=== Begin Enclosure ===

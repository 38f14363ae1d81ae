#[cfg(test)]
mod tests;

/// Distance (normalized x) under which a press grabs a selection edge
pub const EDGE_TOLERANCE: f64 = 0.02;
pub const HANDLE_WIDTH: f64 = 0.003;
/// Exit control is placed right of the selection end
pub const EXIT_OFFSET_X: f64 = 0.06;
pub const EXIT_Y: f64 = 0.05;
pub const EXIT_SIZE: f64 = 0.04;

#[derive(Debug, Clone, Copy, PartialEq, Eq)]
pub enum Edge {
    Start,
    End,
}

/// Range selection state. Coordinates are normalized chart x positions.
#[derive(Debug, Clone, Copy, PartialEq, Default)]
pub enum SelectionState {
    #[default]
    Idle,
    /// A new range is being dragged out from `anchor`
    Drafting { anchor: f64, start: f64, end: f64 },
    /// Finished range, `start <= end`
    Confirmed { start: f64, end: f64 },
    /// One edge of a confirmed range is being dragged.
    /// Edges are not re-sorted until release.
    Resizing { start: f64, end: f64, edge: Edge },
}

#[derive(Debug, Clone, Copy, PartialEq)]
pub struct SelectionRange {
    pub start: f64,
    pub end: f64,
}

impl SelectionRange {
    fn sorted(a: f64, b: f64) -> Self {
        Self {
            start: a.min(b),
            end: a.max(b),
        }
    }

    pub fn width(&self) -> f64 {
        self.end - self.start
    }
}

/// Outcome of a pointer release
#[derive(Debug, Clone, Copy, PartialEq)]
pub enum SelectionEvent {
    Confirmed(SelectionRange),
    Dismissed,
}

/// Geometry of the selection visuals in the unit square
#[derive(Debug, Clone, Copy, PartialEq)]
pub struct SelectionOverlay {
    pub range: SelectionRange,
    pub handles_visible: bool,
    pub start_handle: f64,
    pub end_handle: f64,
    /// Top-left corner of the exit control
    pub exit_pos: (f64, f64),
}

impl SelectionOverlay {
    /// Whether a normalized point falls on the exit control
    pub fn exit_contains(&self, x: f64, y: f64) -> bool {
        let (left, top) = self.exit_pos;
        (left..=left + EXIT_SIZE).contains(&x) && (top..=top + EXIT_SIZE).contains(&y)
    }
}

#[derive(Debug, Clone, Default)]
pub struct SelectionController {
    state: SelectionState,
    /// Set by any pointer move since the last press
    moved: bool,
}

impl SelectionController {
    pub fn new() -> Self {
        Self::default()
    }

    pub fn state(&self) -> SelectionState {
        self.state
    }

    /// True once a range has been confirmed and until it is exited
    pub fn is_present(&self) -> bool {
        matches!(
            self.state,
            SelectionState::Confirmed { .. } | SelectionState::Resizing { .. }
        )
    }

    /// Current edges, unsorted while resizing
    pub fn range(&self) -> Option<(f64, f64)> {
        match self.state {
            SelectionState::Idle => None,
            SelectionState::Drafting { start, end, .. }
            | SelectionState::Confirmed { start, end }
            | SelectionState::Resizing { start, end, .. } => Some((start, end)),
        }
    }

    pub fn pointer_down(&mut self, x: f64) {
        self.moved = false;
        match self.state {
            SelectionState::Idle | SelectionState::Drafting { .. } => {
                self.state = SelectionState::Drafting {
                    anchor: x,
                    start: x,
                    end: x,
                };
            }
            SelectionState::Confirmed { start, end } => self.grab_edge(x, start, end),
            SelectionState::Resizing { start, end, .. } => {
                // Release was missed, settle the range before grabbing again
                let range = SelectionRange::sorted(start, end);
                self.grab_edge(x, range.start, range.end);
            }
        }
    }

    fn grab_edge(&mut self, x: f64, start: f64, end: f64) {
        self.state = match nearest_edge(x, start, end) {
            Some(edge) => SelectionState::Resizing { start, end, edge },
            None => SelectionState::Confirmed { start, end },
        };
    }

    /// Edge a press at `x` would grab, if a selection is present
    pub fn edge_at(&self, x: f64) -> Option<Edge> {
        match self.state {
            SelectionState::Confirmed { start, end } => nearest_edge(x, start, end),
            SelectionState::Resizing { edge, .. } => Some(edge),
            _ => None,
        }
    }

    pub fn pointer_move(&mut self, x: f64) {
        self.moved = true;
        match &mut self.state {
            SelectionState::Drafting { anchor, start, end } => {
                let anchor = *anchor;
                *start = anchor.min(x);
                *end = anchor.max(x);
            }
            SelectionState::Resizing { start, end, edge } => match edge {
                Edge::Start => *start = x,
                Edge::End => *end = x,
            },
            SelectionState::Idle | SelectionState::Confirmed { .. } => {}
        }
    }

    pub fn pointer_up(&mut self) -> Option<SelectionEvent> {
        match self.state {
            SelectionState::Idle => None,
            SelectionState::Drafting { start, end, .. } => {
                if !self.moved {
                    self.exit();
                    return Some(SelectionEvent::Dismissed);
                }
                Some(self.confirm(start, end))
            }
            SelectionState::Resizing { start, end, .. } => Some(self.confirm(start, end)),
            SelectionState::Confirmed { .. } => {
                // Plain click outside the edges dismisses, drags elsewhere are ignored
                if self.moved {
                    None
                } else {
                    self.exit();
                    Some(SelectionEvent::Dismissed)
                }
            }
        }
    }

    fn confirm(&mut self, start: f64, end: f64) -> SelectionEvent {
        let range = SelectionRange::sorted(start, end);
        self.state = SelectionState::Confirmed {
            start: range.start,
            end: range.end,
        };
        SelectionEvent::Confirmed(range)
    }

    /// Drop the selection from any state
    pub fn exit(&mut self) {
        self.state = SelectionState::Idle;
        self.moved = false;
    }

    pub fn overlay(&self) -> Option<SelectionOverlay> {
        let (start, end) = self.range()?;
        Some(SelectionOverlay {
            range: SelectionRange::sorted(start, end),
            handles_visible: self.is_present(),
            start_handle: start,
            end_handle: end,
            exit_pos: (end + EXIT_OFFSET_X, EXIT_Y),
        })
    }
}

/// Edge within `EDGE_TOLERANCE` of `x`, the nearer one when both are. Ties go to start.
fn nearest_edge(x: f64, start: f64, end: f64) -> Option<Edge> {
    let to_start = (x - start).abs();
    let to_end = (x - end).abs();
    if to_start < EDGE_TOLERANCE && to_start <= to_end {
        Some(Edge::Start)
    } else if to_end < EDGE_TOLERANCE {
        Some(Edge::End)
    } else {
        None
    }
}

=== End Enclosure ===

EXERCISE - Copy out the whole listing exactly as given.

SOLUTION TO THIS TASK -
repository 38f14363ae1d81ae
#[cfg(test)]
mod tests;

/// Distance (normalized x) under which a press grabs a selection edge
pub const EDGE_TOLERANCE: f64 = 0.02;
pub const HANDLE_WIDTH: f64 = 0.003;
/// Exit control is placed right of the selection end
pub const EXIT_OFFSET_X: f64 = 0.06;
pub const EXIT_Y: f64 = 0.05;
pub const EXIT_SIZE: f64 = 0.04;

#[derive(Debug, Clone, Copy, PartialEq, Eq)]
pub enum Edge {
    Start,
    End,
}

/// Range selection state. Coordinates are normalized chart x positions.
#[derive(Debug, Clone, Copy, PartialEq, Default)]
pub enum SelectionState {
    #[default]
    Idle,
    /// A new range is being dragged out from `anchor`
    Drafting { anchor: f64, start: f64, end: f64 },
    /// Finished range, `start <= end`
    Confirmed { start: f64, end: f64 },
    /// One edge of a confirmed range is being dragged.
    /// Edges are not re-sorted until release.
    Resizing { start: f64, end: f64, edge: Edge },
}

#[derive(Debug, Clone, Copy, PartialEq)]
pub struct SelectionRange {
    pub start: f64,
    pub end: f64,
}

impl SelectionRange {
    fn sorted(a: f64, b: f64) -> Self {
        Self {
            start: a.min(b),
            end: a.max(b),
        }
    }

    pub fn width(&self) -> f64 {
        self.end - self.start
    }
}

/// Outcome of a pointer release
#[derive(Debug, Clone, Copy, PartialEq)]
pub enum SelectionEvent {
    Confirmed(SelectionRange),
    Dismissed,
}

/// Geometry of the selection visuals in the unit square
#[derive(Debug, Clone, Copy, PartialEq)]
pub struct SelectionOverlay {
    pub range: SelectionRange,
    pub handles_visible: bool,
    pub start_handle: f64,
    pub end_handle: f64,
    /// Top-left corner of the exit control
    pub exit_pos: (f64, f64),
}

impl SelectionOverlay {
    /// Whether a normalized point falls on the exit control
    pub fn exit_contains(&self, x: f64, y: f64) -> bool {
        let (left, top) = self.exit_pos;
        (left..=left + EXIT_SIZE).contains(&x) && (top..=top + EXIT_SIZE).contains(&y)
    }
}

#[derive(Debug, Clone, Default)]
pub struct SelectionController {
    state: SelectionState,
    /// Set by any pointer move since the last press
    moved: bool,
}

impl SelectionController {
    pub fn new() -> Self {
        Self::default()
    }

    pub fn state(&self) -> SelectionState {
        self.state
    }

    /// True once a range has been confirmed and until it is exited
    pub fn is_present(&self) -> bool {
        matches!(
            self.state,
            SelectionState::Confirmed { .. } | SelectionState::Resizing { .. }
        )
    }

    /// Current edges, unsorted while resizing
    pub fn range(&self) -> Option<(f64, f64)> {
        match self.state {
            SelectionState::Idle => None,
            SelectionState::Drafting { start, end, .. }
            | SelectionState::Confirmed { start, end }
            | SelectionState::Resizing { start, end, .. } => Some((start, end)),
        }
    }

    pub fn pointer_down(&mut self, x: f64) {
        self.moved = false;
        match self.state {
            SelectionState::Idle | SelectionState::Drafting { .. } => {
                self.state = SelectionState::Drafting {
                    anchor: x,
                    start: x,
                    end: x,
                };
            }
            SelectionState::Confirmed { start, end } => self.grab_edge(x, start, end),
            SelectionState::Resizing { start, end, .. } => {
                // Release was missed, settle the range before grabbing again
                let range = SelectionRange::sorted(start, end);
                self.grab_edge(x, range.start, range.end);
            }
        }
    }

    fn grab_edge(&mut self, x: f64, start: f64, end: f64) {
        self.state = match nearest_edge(x, start, end) {
            Some(edge) => SelectionState::Resizing { start, end, edge },
            None => SelectionState::Confirmed { start, end },
        };
    }

    /// Edge a press at `x` would grab, if a selection is present
    pub fn edge_at(&self, x: f64) -> Option<Edge> {
        match self.state {
            SelectionState::Confirmed { start, end } => nearest_edge(x, start, end),
            SelectionState::Resizing { edge, .. } => Some(edge),
            _ => None,
        }
    }

    pub fn pointer_move(&mut self, x: f64) {
        self.moved = true;
        match &mut self.state {
            SelectionState::Drafting { anchor, start, end } => {
                let anchor = *anchor;
                *start = anchor.min(x);
                *end = anchor.max(x);
            }
            SelectionState::Resizing { start, end, edge } => match edge {
                Edge::Start => *start = x,
                Edge::End => *end = x,
            },
            SelectionState::Idle | SelectionState::Confirmed { .. } => {}
        }
    }

    pub fn pointer_up(&mut self) -> Option<SelectionEvent> {
        match self.state {
            SelectionState::Idle => None,
            SelectionState::Drafting { start, end, .. } => {
                if !self.moved {
                    self.exit();
                    return Some(SelectionEvent::Dismissed);
                }
                Some(self.confirm(start, end))
            }
            SelectionState::Resizing { start, end, .. } => Some(self.confirm(start, end)),
            SelectionState::Confirmed { .. } => {
                // Plain click outside the edges dismisses, drags elsewhere are ignored
                if self.moved {
                    None
                } else {
                    self.exit();
                    Some(SelectionEvent::Dismissed)
                }
            }
        }
    }

    fn confirm(&mut self, start: f64, end: f64) -> SelectionEvent {
        let range = SelectionRange::sorted(start, end);
        self.state = SelectionState::Confirmed {
            start: range.start,
            end: range.end,
        };
        SelectionEvent::Confirmed(range)
    }

    /// Drop the selection from any state
    pub fn exit(&mut self) {
        self.state = SelectionState::Idle;
        self.moved = false;
    }

    pub fn overlay(&self) -> Option<SelectionOverlay> {
        let (start, end) = self.range()?;
        Some(SelectionOverlay {
            range: SelectionRange::sorted(start, end),
            handles_visible: self.is_present(),
            start_handle: start,
            end_handle: end,
            exit_pos: (end + EXIT_OFFSET_X, EXIT_Y),
        })
    }
}

/// Edge within `EDGE_TOLERANCE` of `x`, the nearer one when both are. Ties go to start.
fn nearest_edge(x: f64, start: f64, end: f64) -> Option<Edge> {
    let to_start = (x - start).abs();
    let to_end = (x - end).abs();
    if to_start < EDGE_TOLERANCE && to_start <= to_end {
        Some(Edge::Start)
    } else if to_end < EDGE_TOLERANCE {
        Some(Edge::End)
    } else {
        None
    }
}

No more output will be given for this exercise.